Task objective:
Up to and including the line that contains "entity with id", repeat each line of the data exactly, starting from the first.

[Saved data entries]
● ● ● ●

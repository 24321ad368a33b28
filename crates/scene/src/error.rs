#[derive(Debug, Clone, PartialEq, Eq)]
pub enum SceneError {
    InvalidContainer(String),
    DuplicateEntityId(String),
    Destroyed,
}

impl std::fmt::Display for SceneError {
    fn fmt(&self, f: &mut std::fmt::Formatter<'_>) -> std::fmt::Result {
        match self {
            SceneError::InvalidContainer(msg) => write!(f, "invalid viewer container: {msg}"),
            SceneError::DuplicateEntityId(id) => write!(f, "an entity with id {id} already exists"),
            SceneError::Destroyed => write!(f, "viewer has been destroyed"),
        }
    }
}

impl std::error::Error for SceneError {}
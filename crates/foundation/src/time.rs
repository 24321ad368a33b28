/// Time primitives
#[derive(Copy, Clone, Debug, PartialEq, PartialOrd, Default)]
pub struct Time(pub f64); // seconds

impl Time {
    pub const ZERO: Time = Time(0.0);

    pub fn from_millis(ms: f64) -> Self {
        Time(ms / 1000.0)
    }

    pub fn as_millis(self) -> f64 {
        self.0 * 1000.0
    }

    pub fn seconds(self) -> f64 {
        self.0
    }

    pub fn add_seconds(self, s: f64) -> Self {
        Time(self.0 + s)
    }

    /// Seconds elapsed since `earlier`, never negative.
    pub fn since(self, earlier: Time) -> f64 {
        (self.0 - earlier.0).max(0.0)
    }
}
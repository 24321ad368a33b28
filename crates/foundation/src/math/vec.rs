#[derive(Debug, Copy, Clone, PartialEq)]
pub struct Vec2 {
    pub x: f64,
    pub y: f64,
}

impl Vec2 {
    pub fn new(x: f64, y: f64) -> Self {
        Self { x, y }
    }

    pub fn is_finite(self) -> bool {
        self.x.is_finite() && self.y.is_finite()
    }
}

impl std::ops::Add for Vec2 {
    type Output = Self;

    fn add(self, other: Self) -> Self::Output {
        Self::new(self.x + other.x, self.y + other.y)
    }
}

impl std::ops::Sub for Vec2 {
    type Output = Self;

    fn sub(self, other: Self) -> Self::Output {
        Self::new(self.x - other.x, self.y - other.y)
    }
}

#[derive(Debug, Copy, Clone, PartialEq)]
pub struct Vec3 {
    pub x: f64,
    pub y: f64,
    pub z: f64,
}

impl Vec3 {
    pub const ZERO: Vec3 = Vec3::new(0.0, 0.0, 0.0);

    pub const fn new(x: f64, y: f64, z: f64) -> Self {
        Self { x, y, z }
    }

    pub fn dot(self, other: Self) -> f64 {
        self.x * other.x + self.y * other.y + self.z * other.z
    }

    pub fn cross(self, other: Self) -> Self {
        Self::new(
            self.y * other.z - self.z * other.y,
            self.z * other.x - self.x * other.z,
            self.x * other.y - self.y * other.x,
        )
    }

    pub fn scale(self, s: f64) -> Self {
        Self::new(self.x * s, self.y * s, self.z * s)
    }

    pub fn length(self) -> f64 {
        self.dot(self).sqrt()
    }

    /// Returns `None` for zero-length or non-finite vectors.
    pub fn normalize(self) -> Option<Self> {
        let len = self.length();
        if len <= 0.0 || !len.is_finite() {
            return None;
        }
        Some(self.scale(1.0 / len))
    }
}

impl std::ops::Add for Vec3 {
    type Output = Self;

    fn add(self, other: Self) -> Self::Output {
        Self::new(self.x + other.x, self.y + other.y, self.z + other.z)
    }
}

impl std::ops::Sub for Vec3 {
    type Output = Self;

    fn sub(self, other: Self) -> Self::Output {
        Self::new(self.x - other.x, self.y - other.y, self.z - other.z)
    }
}

impl std::ops::Neg for Vec3 {
    type Output = Self;

    fn neg(self) -> Self::Output {
        Self::new(-self.x, -self.y, -self.z)
    }
}

#[cfg(test)]
mod tests {
    use super::{Vec2, Vec3};

    #[test]
    fn vec2_add_sub() {
        let a = Vec2::new(1.0, 2.0);
        let b = Vec2::new(-0.5, 4.0);
        assert_eq!(a + b, Vec2::new(0.5, 6.0));
        assert_eq!(a - b, Vec2::new(1.5, -2.0));
    }

    #[test]
    fn vec3_cross_follows_right_hand_rule() {
        let x = Vec3::new(1.0, 0.0, 0.0);
        let y = Vec3::new(0.0, 1.0, 0.0);
        assert_eq!(x.cross(y), Vec3::new(0.0, 0.0, 1.0));
        assert_eq!(y.cross(x), Vec3::new(0.0, 0.0, -1.0));
    }

    #[test]
    fn normalize_rejects_zero_vector() {
        assert!(Vec3::ZERO.normalize().is_none());
        let n = Vec3::new(3.0, 0.0, 4.0).normalize().expect("unit");
        assert!((n.length() - 1.0).abs() < 1e-12);
        assert_eq!(n, Vec3::new(0.6, 0.0, 0.8));
    }
}
//! Headless globe surface: camera, WGS84 globe, entities, imagery layers and
//! the per-frame signal that view code hooks into.

pub mod camera;
pub mod color;
pub mod entity;
pub mod error;
pub mod globe;
pub mod imagery;
pub mod input;
pub mod picking;
pub mod tiling;
pub mod viewer;

pub use camera::*;
pub use color::*;
pub use entity::*;
pub use error::*;
pub use globe::*;
pub use imagery::*;
pub use input::*;
pub use picking::*;
pub use tiling::*;
pub use viewer::*;
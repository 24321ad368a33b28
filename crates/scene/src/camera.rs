use foundation::math::{
    Ecef, Geodetic, Vec2, Vec3, ecef_to_geodetic, enu_frame, geodetic_to_ecef,
};

use crate::picking::Ray;

/// Default vertical field of view (60 degrees).
pub const DEFAULT_FOV_Y_RAD: f64 = std::f64::consts::FRAC_PI_3;

/// Perspective camera in ECEF space.
///
/// `direction`, `up` and `right` form an orthonormal, right-handed basis
/// (`right = direction x up`).
#[derive(Debug, Copy, Clone, PartialEq)]
pub struct Camera {
    pub position: Vec3,
    pub direction: Vec3,
    pub up: Vec3,
    pub right: Vec3,
    pub fov_y_rad: f64,
    pub near_m: f64,
    viewport: Vec2,
}

impl Camera {
    pub fn new(viewport_width: f64, viewport_height: f64) -> Self {
        let mut camera = Self {
            position: Vec3::ZERO,
            direction: Vec3::new(-1.0, 0.0, 0.0),
            up: Vec3::new(0.0, 0.0, 1.0),
            right: Vec3::new(0.0, -1.0, 0.0),
            fov_y_rad: DEFAULT_FOV_Y_RAD,
            near_m: 1.0,
            viewport: Vec2::new(1.0, 1.0),
        };
        camera.set_viewport(viewport_width, viewport_height);
        camera.set_view(Geodetic::from_degrees(0.0, 0.0, 20_000_000.0));
        camera
    }

    pub fn set_viewport(&mut self, width: f64, height: f64) {
        self.viewport = Vec2::new(width.max(1.0), height.max(1.0));
    }

    pub fn viewport(&self) -> Vec2 {
        self.viewport
    }

    /// Place the camera above `destination`, looking straight down with north up.
    pub fn set_view(&mut self, destination: Geodetic) {
        let frame = enu_frame(destination);
        self.position = geodetic_to_ecef(destination).as_vec3();
        self.direction = -frame.up;
        self.up = frame.north;
        self.right = self.direction.cross(self.up);
    }

    pub fn position_geodetic(&self) -> Geodetic {
        ecef_to_geodetic(Ecef::from(self.position))
    }

    /// Height above the ellipsoid in meters.
    pub fn height(&self) -> f64 {
        self.position_geodetic().alt_m
    }

    /// Keep the current ground point, change the height.
    pub fn set_height(&mut self, height_m: f64) {
        let geo = self.position_geodetic();
        self.set_view(Geodetic::new(geo.lat_rad, geo.lon_rad, height_m));
    }

    fn tan_half_fov(&self) -> f64 {
        (0.5 * self.fov_y_rad).tan()
    }

    fn aspect(&self) -> f64 {
        self.viewport.x / self.viewport.y
    }

    /// Ray from the eye through the window pixel `pixel` (origin top-left).
    pub fn pick_ray(&self, pixel: Vec2) -> Option<Ray> {
        if !pixel.is_finite() {
            return None;
        }
        let ndc_x = 2.0 * pixel.x / self.viewport.x - 1.0;
        let ndc_y = 1.0 - 2.0 * pixel.y / self.viewport.y;
        let t = self.tan_half_fov();

        let dir = self.direction
            + self.right.scale(ndc_x * t * self.aspect())
            + self.up.scale(ndc_y * t);
        Ray::new(self.position, dir)
    }

    /// Window pixel of a world point, or `None` behind the near plane.
    pub fn world_to_window(&self, point: Vec3) -> Option<Vec2> {
        let v = point - self.position;
        let depth = v.dot(self.direction);
        if depth <= self.near_m {
            return None;
        }
        let t = self.tan_half_fov();
        let ndc_x = v.dot(self.right) / (depth * t * self.aspect());
        let ndc_y = v.dot(self.up) / (depth * t);

        let px = Vec2::new(
            (ndc_x + 1.0) * 0.5 * self.viewport.x,
            (1.0 - ndc_y) * 0.5 * self.viewport.y,
        );
        px.is_finite().then_some(px)
    }
}
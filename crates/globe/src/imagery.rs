//! Keeps the globe's imagery layers equal to a desired descriptor list.
//!
//! Each attached layer is remembered under the identity it was created
//! with. A sync pass removes what is no longer wanted and adds what is
//! missing; layers whose identity is still wanted are left untouched so
//! their tiles are not refetched.

use std::collections::{BTreeMap, BTreeSet};

use layers::basemap::{BASE_MAP_TEMPLATE, UrlTemplateImageryProvider};
use layers::wms::{ImageryLayerDescriptor, LayerIdentity};
use scene::imagery::{ImageryLayerCollection, ImageryLayerId, ImageryProvider};

/// Anything the synchronizer can attach.
pub trait LayerSource {
    fn identity(&self) -> LayerIdentity;

    fn provider(&self) -> Box<dyn ImageryProvider>;
}

impl LayerSource for ImageryLayerDescriptor {
    fn identity(&self) -> LayerIdentity {
        ImageryLayerDescriptor::identity(self)
    }

    fn provider(&self) -> Box<dyn ImageryProvider> {
        Box::new(self.clone().into_provider())
    }
}

impl LayerSource for UrlTemplateImageryProvider {
    fn identity(&self) -> LayerIdentity {
        LayerIdentity {
            layers: self.template.clone(),
            viewparams: String::new(),
        }
    }

    fn provider(&self) -> Box<dyn ImageryProvider> {
        Box::new(self.clone())
    }
}

/// Identity of the coastal base map.
pub fn base_map_identity() -> LayerIdentity {
    LayerIdentity {
        layers: BASE_MAP_TEMPLATE.to_owned(),
        viewparams: String::new(),
    }
}

#[derive(Debug, Clone, Default, PartialEq, Eq)]
pub struct SyncReport {
    pub added: Vec<LayerIdentity>,
    pub removed: Vec<LayerIdentity>,
    pub kept: usize,
}

impl SyncReport {
    pub fn is_noop(&self) -> bool {
        self.added.is_empty() && self.removed.is_empty()
    }
}

#[derive(Debug, Default)]
pub struct ImageryLayerSynchronizer {
    attached: BTreeMap<LayerIdentity, ImageryLayerId>,
}

impl ImageryLayerSynchronizer {
    pub fn new() -> Self {
        Self::default()
    }

    /// Makes the attached set equal to `desired` (duplicates collapse to
    /// their first occurrence). Removals happen before additions, all within
    /// one call, so no frame sees a partial state.
    pub fn sync<S: LayerSource>(
        &mut self,
        layers: &mut ImageryLayerCollection,
        desired: &[S],
    ) -> SyncReport {
        let mut wanted: Vec<(LayerIdentity, &S)> = Vec::with_capacity(desired.len());
        let mut seen = BTreeSet::new();
        for source in desired {
            let identity = source.identity();
            if seen.insert(identity.clone()) {
                wanted.push((identity, source));
            }
        }

        // Layers removed behind our back are treated as missing.
        self.attached.retain(|_, handle| layers.contains(*handle));

        let mut report = SyncReport::default();
        let stale: Vec<LayerIdentity> = self
            .attached
            .keys()
            .filter(|identity| !seen.contains(*identity))
            .cloned()
            .collect();
        for identity in stale {
            if let Some(handle) = self.attached.remove(&identity) {
                layers.remove(handle);
            }
            report.removed.push(identity);
        }

        for (identity, source) in wanted {
            if self.attached.contains_key(&identity) {
                report.kept += 1;
                continue;
            }
            let handle = layers.add_imagery_provider(source.provider());
            self.attached.insert(identity.clone(), handle);
            report.added.push(identity);
        }

        if !report.is_noop() {
            tracing::debug!(
                added = report.added.len(),
                removed = report.removed.len(),
                kept = report.kept,
                "imagery layers reconciled"
            );
        }
        report
    }

    pub fn handle(&self, identity: &LayerIdentity) -> Option<ImageryLayerId> {
        self.attached.get(identity).copied()
    }

    pub fn identities(&self) -> impl Iterator<Item = &LayerIdentity> {
        self.attached.keys()
    }

    pub fn len(&self) -> usize {
        self.attached.len()
    }

    pub fn is_empty(&self) -> bool {
        self.attached.is_empty()
    }

    /// Removes every layer this synchronizer attached.
    pub fn detach_all(&mut self, layers: &mut ImageryLayerCollection) {
        for (_, handle) in std::mem::take(&mut self.attached) {
            layers.remove(handle);
        }
    }
}
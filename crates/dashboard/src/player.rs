//! Scrubber over the time-step list.
//!
//! Playback runs once through the list: each tick past the step delay
//! advances the index, and advancing off the end wraps to the first step and
//! pauses. Stepping and jumping never change the play state. An empty list
//! disables every control.

use foundation::time::Time;
use runtime::timer::Deadline;
use serde::Serialize;

/// Delay between automatic advances.
pub const STEP_DELAY_S: f64 = 0.5;

#[derive(Debug, Copy, Clone, PartialEq, Eq, Serialize)]
#[serde(rename_all = "lowercase")]
pub enum PlayState {
    Paused,
    Playing,
}

#[derive(Debug, Clone, PartialEq)]
pub struct TimeStepPlayer {
    len: usize,
    index: usize,
    hover: Option<usize>,
    state: PlayState,
    deadline: Deadline,
    delay_s: f64,
}

impl TimeStepPlayer {
    pub fn new(len: usize) -> Self {
        Self::with_delay(len, STEP_DELAY_S)
    }

    pub fn with_delay(len: usize, delay_s: f64) -> Self {
        Self {
            len,
            index: 0,
            hover: None,
            state: PlayState::Paused,
            deadline: Deadline::new(),
            delay_s,
        }
    }

    pub fn len(&self) -> usize {
        self.len
    }

    pub fn is_empty(&self) -> bool {
        self.len == 0
    }

    pub fn is_enabled(&self) -> bool {
        self.len > 0
    }

    pub fn index(&self) -> usize {
        self.index
    }

    pub fn hover(&self) -> Option<usize> {
        self.hover
    }

    pub fn state(&self) -> PlayState {
        self.state
    }

    pub fn is_playing(&self) -> bool {
        self.state == PlayState::Playing
    }

    pub fn toggle(&mut self, now: Time) {
        if !self.is_enabled() {
            return;
        }
        match self.state {
            PlayState::Paused => {
                self.state = PlayState::Playing;
                self.deadline.arm(now, self.delay_s);
            }
            PlayState::Playing => self.pause(),
        }
    }

    pub fn pause(&mut self) {
        self.state = PlayState::Paused;
        self.deadline.cancel();
    }

    /// Advances once the step delay has elapsed. Returns `true` when the
    /// index changed.
    pub fn tick(&mut self, now: Time) -> bool {
        if !self.is_enabled() {
            return false;
        }
        let before = self.index;
        self.index = self.index.min(self.len - 1);

        if self.is_playing() && self.deadline.fire(now) {
            if self.index + 1 >= self.len {
                self.index = 0;
                self.pause();
            } else {
                self.index += 1;
                self.deadline.arm(now, self.delay_s);
            }
        }
        self.index != before
    }

    pub fn step_forward(&mut self) -> bool {
        if !self.is_enabled() {
            return false;
        }
        self.set_index((self.index + 1).min(self.len - 1))
    }

    pub fn step_backward(&mut self) -> bool {
        if !self.is_enabled() {
            return false;
        }
        self.set_index(self.index.saturating_sub(1))
    }

    /// Scrubber click. Out-of-range steps land on the last one.
    pub fn jump(&mut self, index: usize) -> bool {
        if !self.is_enabled() {
            return false;
        }
        self.set_index(index.min(self.len - 1))
    }

    pub fn set_hover(&mut self, index: usize) {
        if index < self.len {
            self.hover = Some(index);
        }
    }

    pub fn clear_hover(&mut self) {
        self.hover = None;
    }

    /// Clamps the index and hover to the new list. An empty list also stops
    /// playback.
    pub fn set_len(&mut self, len: usize) {
        self.len = len;
        if len == 0 {
            self.index = 0;
            self.hover = None;
            self.pause();
            return;
        }
        self.index = self.index.min(len - 1);
        self.hover = self.hover.filter(|h| *h < len);
    }

    /// Filled fraction of the scrubber track.
    pub fn progress(&self) -> f64 {
        fraction(self.index, self.len)
    }

    pub fn hover_progress(&self) -> Option<f64> {
        self.hover.map(|h| fraction(h, self.len))
    }

    fn set_index(&mut self, index: usize) -> bool {
        let changed = self.index != index;
        self.index = index;
        changed
    }
}

fn fraction(index: usize, len: usize) -> f64 {
    if len <= 1 {
        0.0
    } else {
        index as f64 / (len - 1) as f64
    }
}
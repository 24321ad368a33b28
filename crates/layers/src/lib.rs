//! Raster and vector layer definitions for the catch dashboard: WMS
//! descriptors, the base map, legend ramps and the current animation.

pub mod basemap;
pub mod layer;
pub mod streamline;
pub mod symbology;
pub mod wms;

pub use layer::*;
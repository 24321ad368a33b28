//! Runtime configuration. Native builds read the process environment; the
//! wasm build feeds values captured at compile time through the same lookup.

use serde::{Deserialize, Serialize};
use std::env;

use crate::player::STEP_DELAY_S;
use crate::species::DEFAULT_SPECIES;

pub const API_URL_VAR: &str = "ATLAS_API_URL";
pub const WMS_URL_VAR: &str = "ATLAS_WMS_URL";
pub const ION_TOKEN_VAR: &str = "ATLAS_ION_TOKEN";
pub const PLAYER_DELAY_VAR: &str = "ATLAS_PLAYER_DELAY_MS";
pub const SPECIES_VAR: &str = "ATLAS_DEFAULT_SPECIES";
pub const LOG_VAR: &str = "ATLAS_LOG";
pub const DEFAULT_LOG_FILTER: &str = "info";

#[derive(Debug, Clone, PartialEq, Eq)]
pub enum ConfigError {
    InvalidUrl { key: &'static str, value: String },
    UnknownSpecies(String),
}

impl std::fmt::Display for ConfigError {
    fn fmt(&self, f: &mut std::fmt::Formatter<'_>) -> std::fmt::Result {
        match self {
            ConfigError::InvalidUrl { key, value } => {
                write!(f, "{key} must be an http(s) url, got {value:?}")
            }
            ConfigError::UnknownSpecies(s) => write!(f, "unknown species {s:?}"),
        }
    }
}

impl std::error::Error for ConfigError {}

#[derive(Debug, Clone, PartialEq, Serialize, Deserialize)]
#[serde(rename_all = "camelCase", default)]
pub struct DashboardConfig {
    /// Origin serving the catch API and the WMS proxy.
    pub api_base_url: String,
    /// Overrides `{api_base_url}/geo-proxy`.
    pub wms_url: Option<String>,
    pub ion_access_token: Option<String>,
    pub player_delay_ms: u64,
    pub default_species: String,
    /// `tracing` filter directives, e.g. `info,globe=debug`.
    pub log_filter: String,
}

impl Default for DashboardConfig {
    fn default() -> Self {
        Self {
            api_base_url: "http://localhost:8080".to_owned(),
            wms_url: None,
            ion_access_token: None,
            player_delay_ms: (STEP_DELAY_S * 1000.0) as u64,
            default_species: DEFAULT_SPECIES.to_owned(),
            log_filter: DEFAULT_LOG_FILTER.to_owned(),
        }
    }
}

impl DashboardConfig {
    pub fn from_env() -> Result<Self, ConfigError> {
        Self::from_lookup(|key| env::var(key).ok())
    }

    /// Builds the config from `lookup`, falling back to defaults for unset
    /// or blank keys and unparsable numbers.
    pub fn from_lookup(lookup: impl Fn(&str) -> Option<String>) -> Result<Self, ConfigError> {
        let get = |key: &str| lookup(key).map(|v| v.trim().to_owned()).filter(|v| !v.is_empty());
        let defaults = Self::default();

        let api_base_url = match get(API_URL_VAR) {
            Some(url) => checked_url(API_URL_VAR, url)?,
            None => defaults.api_base_url,
        };
        let wms_url = get(WMS_URL_VAR)
            .map(|url| checked_url(WMS_URL_VAR, url))
            .transpose()?;
        let default_species = match get(SPECIES_VAR) {
            Some(s) if crate::species::species(&s).is_none() => {
                return Err(ConfigError::UnknownSpecies(s));
            }
            Some(s) => s,
            None => defaults.default_species,
        };

        Ok(Self {
            api_base_url,
            wms_url,
            ion_access_token: get(ION_TOKEN_VAR),
            player_delay_ms: env_var_u64(&get, PLAYER_DELAY_VAR, defaults.player_delay_ms),
            default_species,
            log_filter: get(LOG_VAR).unwrap_or(defaults.log_filter),
        })
    }

    pub fn player_delay_s(&self) -> f64 {
        self.player_delay_ms as f64 / 1000.0
    }
}

fn checked_url(key: &'static str, value: String) -> Result<String, ConfigError> {
    if value.starts_with("http://") || value.starts_with("https://") {
        Ok(value.trim_end_matches('/').to_owned())
    } else {
        Err(ConfigError::InvalidUrl { key, value })
    }
}

fn env_var_u64(get: &impl Fn(&str) -> Option<String>, key: &str, default: u64) -> u64 {
    get(key).and_then(|v| v.parse().ok()).unwrap_or(default)
}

● ● ● ●

Result for this task:
repository 24321ad368a33b28
filename crates/scene/src/error.rs
#[derive(Debug, Clone, PartialEq, Eq)]
pub enum SceneError {
    InvalidContainer(String),
    DuplicateEntityId(String),
    Destroyed,
}

impl std::fmt::Display for SceneError {
    fn fmt(&self, f: &mut std::fmt::Formatter<'_>) -> std::fmt::Result {
        match self {
            SceneError::InvalidContainer(msg) => write!(f, "invalid viewer container: {msg}"),
            SceneError::DuplicateEntityId(id) => write!(f, "an entity with id {id} already exists"),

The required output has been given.